Written by Francis Poulenc in 1956, Dialogues des Carmélites is set in France in 1789 and is a fictionalised tale of the Carmélite nuns, who were guillotined in 1794 in the final days of the French Revolution for refusing to renounce their vocation.
This first opera of the new year stars an all-Canadian cast, and tells the story of Blanche (Marianne Fiset), a young, skittish woman afraid of everything. Her fear is so great that she decides to become a nun, in order to find some peace and a place where she can feel safe from her irrational fear of the world. There, she meets the ailing Madame de Croissy (Mia Lennox), the prioress, who accepts her into the Carmelite convent in Compiègne.

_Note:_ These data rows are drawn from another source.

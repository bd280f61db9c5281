//! Scene composition: turning one snapshot plus accumulated history
//! into a rendered frame.

pub mod composer;

pub use composer::{SceneComposer, ViewState};
pub fn build_tumor_cells(
    cells: &[TumorCell],
    domain: &DomainTransform,
    transitions: &mut TransitionTable,
    dt: f32,
) -> ClassInstances {
    // Strategy is chosen on the delivered count, dead cells included,
    // so the decision is stable while cells die off mid-run.
    let strategy = strategy_for(EntityClass::TumorCell, cells.len());
    let mut out = ClassInstances::empty(strategy);

    match strategy {
        RenderStrategy::Individual => {
            for cell in cells {
                if !cell.is_alive {
                    continue;
                }
                let scene = domain.to_scene(cell.position.into());
                if !finite(scene) {
                    continue;
                }
                let style = cell_visual(cell.phase);
                let smoothed = transitions.advance(cell.id, &style.target(), dt);
                out.instances.push(SphereInstance {
                    position: scene.to_array(),
                    radius: cell.radius * smoothed.scale,
                    color: [smoothed.color.x, smoothed.color.y, smoothed.color.z, 1.0],
                    params: [
                        smoothed.emissive,
                        style.pulse_amplitude,
                        style.pulse_frequency,
                        phase_offset(cell.id),
                    ],
                });
            }
            out.ranges = per_entity_ranges(out.instances.len());
        }
        RenderStrategy::Batched => {
            let mut tagged: Vec<(u32, SphereInstance)> = Vec::with_capacity(cells.len());
            for cell in cells {
                if !cell.is_alive {
                    continue;
                }
                let scene = domain.to_scene(cell.position.into());
                if !finite(scene) {
                    continue;
                }
                let style = cell_visual(cell.phase);
                tagged.push((
                    cell_category(cell.phase),
                    SphereInstance {
                        position: scene.to_array(),
                        radius: cell.radius * style.scale,
                        color: [style.color.x, style.color.y, style.color.z, 1.0],
                        params: [
                            style.emissive,
                            style.pulse_amplitude,
                            style.pulse_frequency,
                            phase_offset(cell.id),
                        ],
                    },
                ));
            }
            tagged.sort_by_key(|(cat, _)| *cat);
            let categories: Vec<u32> = tagged.iter().map(|(c, _)| *c).collect();
            out.instances = tagged.into_iter().map(|(_, i)| i).collect();
            out.ranges = category_ranges(&categories);
        }
    }
    out
}

pub fn build_vessels(vessels: &[Vessel], domain: &DomainTransform) -> ClassInstances {
    let strategy = strategy_for(EntityClass::Vessel, vessels.len());
    let mut out = ClassInstances::empty(strategy);
    let style = vessel_visual();
    for vessel in vessels {
        let scene = domain.to_scene(vessel.position.into());
        if !finite(scene) {
            continue;
        }
        out.instances.push(SphereInstance {
            position: scene.to_array(),
            radius: VESSEL_RADIUS * style.scale,
            color: [style.color.x, style.color.y, style.color.z, 1.0],
            params: [
                style.emissive,
                style.pulse_amplitude,
                style.pulse_frequency,
                phase_offset(vessel.id),
            ],
        });
    }
    // Vessels share one visual, so the batched form is a single range.
    out.ranges = match strategy {
        RenderStrategy::Individual => per_entity_ranges(out.instances.len()),
        RenderStrategy::Batched => {
            if out.instances.is_empty() {
                Vec::new()
            } else {
                vec![0..out.instances.len() as u32]
            }
        }
    };
    out
}

#[cfg(test)]
mod tests {
    use super::*;
    use crate::snapshot::{CellPhase, NanobotState};
    use std::collections::HashMap;

    fn make_cells(count: usize) -> Vec<TumorCell> {
        (0..count)
            .map(|i| TumorCell {
                id: i as u64,
                position: [i as f32, (i * 2) as f32, 0.0],
                phase: match i % 3 {
                    0 => CellPhase::Viable,
                    1 => CellPhase::Hypoxic,
                    _ => CellPhase::Necrotic,
                },
                radius: 10.0,
                is_alive: true,
            })
            .collect()
    }

    fn color_counts(built: &ClassInstances) -> HashMap<[u32; 3], usize> {
        let mut counts = HashMap::new();
        for inst in &built.instances {
            let key = [
                inst.color[0].to_bits(),
                inst.color[1].to_bits(),
                inst.color[2].to_bits(),
            ];
            *counts.entry(key).or_insert(0) += 1;
        }
        counts
    }

    #[test]
    fn large_populations_batch_and_small_ones_do_not() {
        let domain = DomainTransform::new(600.0);
        let mut transitions = TransitionTable::new(8.0);

        let many = build_tumor_cells(&make_cells(1500), &domain, &mut transitions, 0.016);
        assert_eq!(many.strategy, RenderStrategy::Batched);
        // One draw range per phase present, regardless of count
        assert_eq!(many.ranges.len(), 3);

        let mut transitions = TransitionTable::new(8.0);
        let few = build_tumor_cells(&make_cells(50), &domain, &mut transitions, 0.016);
        assert_eq!(few.strategy, RenderStrategy::Individual);
        assert_eq!(few.ranges.len(), 50);
    }

    #[test]
    fn both_strategies_report_the_same_per_phase_counts_and_colors() {
        let domain = DomainTransform::new(600.0);

        // 1500 cells batch; take the first 50 (same phase mix) for the
        // individual path and compare by sampled color.
        let cells = make_cells(1500);
        let mut transitions = TransitionTable::new(8.0);
        let batched = build_tumor_cells(&cells, &domain, &mut transitions, 0.016);
        let mut transitions = TransitionTable::new(8.0);
        let individual = build_tumor_cells(&cells[..51], &domain, &mut transitions, 0.016);

        let batched_colors = color_counts(&batched);
        let individual_colors = color_counts(&individual);
        // Every color the individual path produces exists in the
        // batched output, scaled 1500/51 per phase mix
        for (color, count) in &individual_colors {
            assert_eq!(*count, 17, "51 cells split evenly across 3 phases");
            assert!(
                batched_colors.contains_key(color),
                "batched path must use the same table colors"
            );
        }
        assert_eq!(batched_colors.len(), 3);
        assert!(batched_colors.values().all(|&c| c == 500));
    }

    #[test]
    fn scale_matches_across_strategies_for_the_same_phase() {
        let domain = DomainTransform::new(600.0);
        let cell = TumorCell {
            id: 0,
            position: [10.0, 10.0, 0.0],
            phase: CellPhase::Hypoxic,
            radius: 10.0,
            is_alive: true,
        };
        let mut transitions = TransitionTable::new(8.0);
        let few = build_tumor_cells(
            &[cell.clone()],
            &domain,
            &mut transitions,
            0.016,
        );
        let many: Vec<TumorCell> = (0..400)
            .map(|i| TumorCell {
                id: i,
                ..cell.clone()
            })
            .collect();
        let mut transitions = TransitionTable::new(8.0);
        let batched = build_tumor_cells(&many, &domain, &mut transitions, 0.016);
        assert_eq!(few.instances[0].radius, batched.instances[0].radius);
        assert_eq!(few.instances[0].color, batched.instances[0].color);
    }

    #[test]
    fn dead_cells_are_excluded_from_rendering() {
        let domain = DomainTransform::new(600.0);
        let mut cells = make_cells(10);
        cells[3].is_alive = false;
        cells[7].is_alive = false;
        let mut transitions = TransitionTable::new(8.0);
        let built = build_tumor_cells(&cells, &domain, &mut transitions, 0.016);
        assert_eq!(built.instances.len(), 8);
    }

    #[test]
    fn non_finite_positions_are_skipped_not_propagated() {
        let domain = DomainTransform::new(600.0);
        let bots = vec![
            Nanobot {
                id: 0,
                position: [f32::NAN, 10.0],
                state: NanobotState::Searching,
                drug_payload: 0.0,
                deliveries_made: 0,
                total_drug_delivered: 0.0,
                is_llm_controlled: false,
                has_target: false,
            },
            Nanobot {
                id: 1,
                position: [300.0, 300.0],
                state: NanobotState::Searching,
                drug_payload: 0.0,
                deliveries_made: 0,
                total_drug_delivered: 0.0,
                is_llm_controlled: false,
                has_target: false,
            },
        ];
        let mut transitions = TransitionTable::new(8.0);
        let built = build_nanobots(&bots, &domain, &mut transitions, 0.016);
        assert_eq!(built.instances.len(), 1);
        assert_eq!(built.instances[0].position[0], 0.0);
        assert_eq!(built.instances[0].position[2], 0.0);
    }

    #[test]
    fn rebuilding_an_unchanged_snapshot_yields_identical_transforms() {
        let domain = DomainTransform::new(600.0);
        let mut transitions = TransitionTable::new(8.0);
        let bots: Vec<Nanobot> = [
            NanobotState::Searching,
            NanobotState::Targeting,
            NanobotState::Delivering,
        ]
        .into_iter()
        .enumerate()
        .map(|(i, state)| Nanobot {
            id: i as u64,
            position: [100.0 + 50.0 * i as f32, 200.0],
            state,
            drug_payload: 5.0,
            deliveries_made: 0,
            total_drug_delivered: 0.0,
            is_llm_controlled: false,
            has_target: false,
        })
        .collect();

        let first = build_nanobots(&bots, &domain, &mut transitions, 0.016);
        let second = build_nanobots(&bots, &domain, &mut transitions, 0.016);
        assert_eq!(first.instances.len(), second.instances.len());
        for (a, b) in first.instances.iter().zip(&second.instances) {
            assert_eq!(a.position, b.position);
            assert_eq!(a.radius, b.radius);
            assert_eq!(a.color, b.color);
            assert_eq!(a.params, b.params);
        }
    }

    #[test]
    fn batched_ranges_cover_all_instances_contiguously() {
        let domain = DomainTransform::new(600.0);
        let mut transitions = TransitionTable::new(8.0);
        let built = build_tumor_cells(&make_cells(900), &domain, &mut transitions, 0.016);
        let mut covered = 0u32;
        for range in &built.ranges {
            assert_eq!(range.start, covered, "ranges must be contiguous");
            covered = range.end;
        }
        assert_eq!(covered as usize, built.instances.len());
    }

    #[test]
    fn vessels_build_with_stable_glyph_radius() {
        let domain = DomainTransform::new(600.0);
        let vessels = vec![Vessel {
            id: 0,
            position: [300.0, 300.0, 0.0],
            supply_radius: 50.0,
            vessel_type: None,
        }];
        let built = build_vessels(&vessels, &domain);
        assert_eq!(built.instances.len(), 1);
        // Glyph radius is fixed; the supply radius renders as a ring
        assert_eq!(built.instances[0].radius, VESSEL_RADIUS);
    }
}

Blanche soon realizes that even the convent cannot totally be an escape for her fears. The political turmoil in France soon spills over into her safe, secluded refuge, which is threatened by revolutionaries who wish to dispose of the Church in order to found a new France. Blanche and her fellow nuns are labeled anti-revolutionists and are sentenced to death.
One of the striking aspects of the opera is the almost complete lack of props or decor. The stage was largely barren, with only a handful of chairs to break up the empty space as the actors walked around. Long, white curtains acted as dividers and makeshift walls. This simplistic decor accomplished two things. It contrasted with Blanche’s fear of the world, a fear of fear rather than a concrete fear of a thing. The empty space emphasized that these fears were from Blanche, and not from any outside agents. Secondly, this minimalistic decor heightened the drama, as the stage was stripped clean of any distractions. With several intense, emotional scenes, the lack of decor and props ensured that the audience’s full attention remained on the characters. As this was a largely dialogue-driven story, the limited decor heightened the dramatic elements, such as Madame de Croissy’s fear of death, evident as she writhed in pain and absolute agony before finally passing away, next to a shaken Blanche who bore witness.
The tension climaxes in the final scene, when the nuns are persecuted and sentenced to death by guillotine. The nuns, standing on a dark stage with spotlights shining on each of them, begin to sing. One by one, the guttural sound of the guillotine marks the death of a nun, and one by one, the spotlights are extinguished, until none are left standing except Blanche, who continues to sing alone, until her light is extinguished as well.
Dialogues des Carmélites’s minimalistic decor emphasized the fear, dread and courage felt by the nuns facing prosecution. Blanche carries the story through with her evolving relationship with her fears. What began as a fear of fear evolved into a fear of death, and an acceptance of her martyrdom in order to defend her vocation.
Dialogues des Carmélites will be shown at the Salle Wilfrid-Pelletier at Place des Arts on Feb. 2 and 4. Ticket prices range from $56 to $150.